WHAT TO PRODUCE:
Lines from the entries below that hold "visible" form the answer; copy all of them.
DATASET EXCERPTS START
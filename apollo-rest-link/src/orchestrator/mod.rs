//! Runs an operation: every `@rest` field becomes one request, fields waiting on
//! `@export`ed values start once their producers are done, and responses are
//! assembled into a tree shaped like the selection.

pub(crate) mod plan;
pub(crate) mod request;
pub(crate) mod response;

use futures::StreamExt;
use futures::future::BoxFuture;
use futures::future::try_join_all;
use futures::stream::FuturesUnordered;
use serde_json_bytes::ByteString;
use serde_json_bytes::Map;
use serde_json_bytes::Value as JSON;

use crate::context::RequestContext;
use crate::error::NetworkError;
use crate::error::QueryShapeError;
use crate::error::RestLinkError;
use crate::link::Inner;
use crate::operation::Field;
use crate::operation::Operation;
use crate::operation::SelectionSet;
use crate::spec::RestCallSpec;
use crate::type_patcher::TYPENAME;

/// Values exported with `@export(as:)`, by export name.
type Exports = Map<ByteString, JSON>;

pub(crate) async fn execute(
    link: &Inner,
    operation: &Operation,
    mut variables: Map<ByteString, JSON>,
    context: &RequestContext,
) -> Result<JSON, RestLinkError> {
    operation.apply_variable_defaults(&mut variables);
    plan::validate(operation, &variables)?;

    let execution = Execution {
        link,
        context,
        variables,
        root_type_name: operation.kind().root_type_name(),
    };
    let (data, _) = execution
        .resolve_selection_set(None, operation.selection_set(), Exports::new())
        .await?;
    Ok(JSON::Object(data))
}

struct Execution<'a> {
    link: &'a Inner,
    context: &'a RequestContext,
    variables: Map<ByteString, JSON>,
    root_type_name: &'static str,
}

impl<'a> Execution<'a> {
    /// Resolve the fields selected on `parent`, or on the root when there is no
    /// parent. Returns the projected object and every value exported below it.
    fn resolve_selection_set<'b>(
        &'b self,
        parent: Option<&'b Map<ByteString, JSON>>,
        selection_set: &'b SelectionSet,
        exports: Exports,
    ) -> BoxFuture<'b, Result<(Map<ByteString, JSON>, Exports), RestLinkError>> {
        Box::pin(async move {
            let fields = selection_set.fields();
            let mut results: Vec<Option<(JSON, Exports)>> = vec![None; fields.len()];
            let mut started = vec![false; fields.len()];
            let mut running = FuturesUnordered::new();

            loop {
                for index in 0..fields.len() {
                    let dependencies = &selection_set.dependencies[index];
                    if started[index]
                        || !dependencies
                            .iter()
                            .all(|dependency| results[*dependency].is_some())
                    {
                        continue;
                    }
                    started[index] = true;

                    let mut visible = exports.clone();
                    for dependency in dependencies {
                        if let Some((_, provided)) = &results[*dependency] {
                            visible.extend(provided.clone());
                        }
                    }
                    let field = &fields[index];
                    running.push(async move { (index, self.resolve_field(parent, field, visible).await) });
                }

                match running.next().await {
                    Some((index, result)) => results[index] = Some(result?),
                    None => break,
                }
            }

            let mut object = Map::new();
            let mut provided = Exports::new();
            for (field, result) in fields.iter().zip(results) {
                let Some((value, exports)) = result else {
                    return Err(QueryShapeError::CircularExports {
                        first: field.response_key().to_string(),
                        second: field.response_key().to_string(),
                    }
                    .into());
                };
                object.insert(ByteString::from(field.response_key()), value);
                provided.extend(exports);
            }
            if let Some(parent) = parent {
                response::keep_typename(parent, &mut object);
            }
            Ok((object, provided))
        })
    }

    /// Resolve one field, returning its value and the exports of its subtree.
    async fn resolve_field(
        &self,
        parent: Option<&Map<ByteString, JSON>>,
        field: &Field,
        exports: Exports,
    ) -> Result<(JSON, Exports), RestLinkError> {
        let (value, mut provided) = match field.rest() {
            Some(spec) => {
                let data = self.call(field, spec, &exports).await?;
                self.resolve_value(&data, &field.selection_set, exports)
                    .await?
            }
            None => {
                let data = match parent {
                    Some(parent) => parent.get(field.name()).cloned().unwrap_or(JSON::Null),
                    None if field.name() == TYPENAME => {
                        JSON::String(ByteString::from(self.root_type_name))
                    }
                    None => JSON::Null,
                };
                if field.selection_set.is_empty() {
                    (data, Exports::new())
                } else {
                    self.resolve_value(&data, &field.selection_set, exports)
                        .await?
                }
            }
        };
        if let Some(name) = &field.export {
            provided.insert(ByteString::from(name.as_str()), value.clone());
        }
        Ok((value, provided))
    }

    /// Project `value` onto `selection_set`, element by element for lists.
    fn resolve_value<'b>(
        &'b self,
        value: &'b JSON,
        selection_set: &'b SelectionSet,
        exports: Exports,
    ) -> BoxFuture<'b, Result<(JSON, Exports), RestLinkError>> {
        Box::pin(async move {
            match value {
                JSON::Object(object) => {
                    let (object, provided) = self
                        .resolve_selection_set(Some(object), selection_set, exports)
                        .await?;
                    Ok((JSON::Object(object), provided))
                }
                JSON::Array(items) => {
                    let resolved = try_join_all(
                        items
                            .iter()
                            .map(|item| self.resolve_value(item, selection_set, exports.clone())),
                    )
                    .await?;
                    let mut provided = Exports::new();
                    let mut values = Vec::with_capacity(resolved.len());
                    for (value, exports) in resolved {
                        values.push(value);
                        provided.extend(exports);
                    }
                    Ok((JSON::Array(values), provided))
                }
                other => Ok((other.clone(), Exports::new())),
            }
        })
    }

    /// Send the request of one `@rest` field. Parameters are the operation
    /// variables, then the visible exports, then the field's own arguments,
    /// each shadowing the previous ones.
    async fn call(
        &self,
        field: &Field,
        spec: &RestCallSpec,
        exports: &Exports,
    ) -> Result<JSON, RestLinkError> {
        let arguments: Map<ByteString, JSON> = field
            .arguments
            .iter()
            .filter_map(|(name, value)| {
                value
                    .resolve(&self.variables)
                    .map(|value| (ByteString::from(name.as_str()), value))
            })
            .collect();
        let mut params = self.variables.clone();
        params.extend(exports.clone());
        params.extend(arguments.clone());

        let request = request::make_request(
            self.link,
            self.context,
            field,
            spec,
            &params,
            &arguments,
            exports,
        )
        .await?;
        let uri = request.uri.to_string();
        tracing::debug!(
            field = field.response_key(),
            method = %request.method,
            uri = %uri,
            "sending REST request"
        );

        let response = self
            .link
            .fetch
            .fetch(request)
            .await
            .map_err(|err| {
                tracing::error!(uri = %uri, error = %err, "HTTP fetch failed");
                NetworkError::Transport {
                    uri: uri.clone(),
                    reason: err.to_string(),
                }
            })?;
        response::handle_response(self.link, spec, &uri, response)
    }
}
DATASET EXCERPTS END
YOUR SOLUTION:
                    let mut visible = exports.clone();
                            visible.extend(provided.clone());
                    running.push(async move { (index, self.resolve_field(parent, field, visible).await) });
    /// variables, then the visible exports, then the field's own arguments,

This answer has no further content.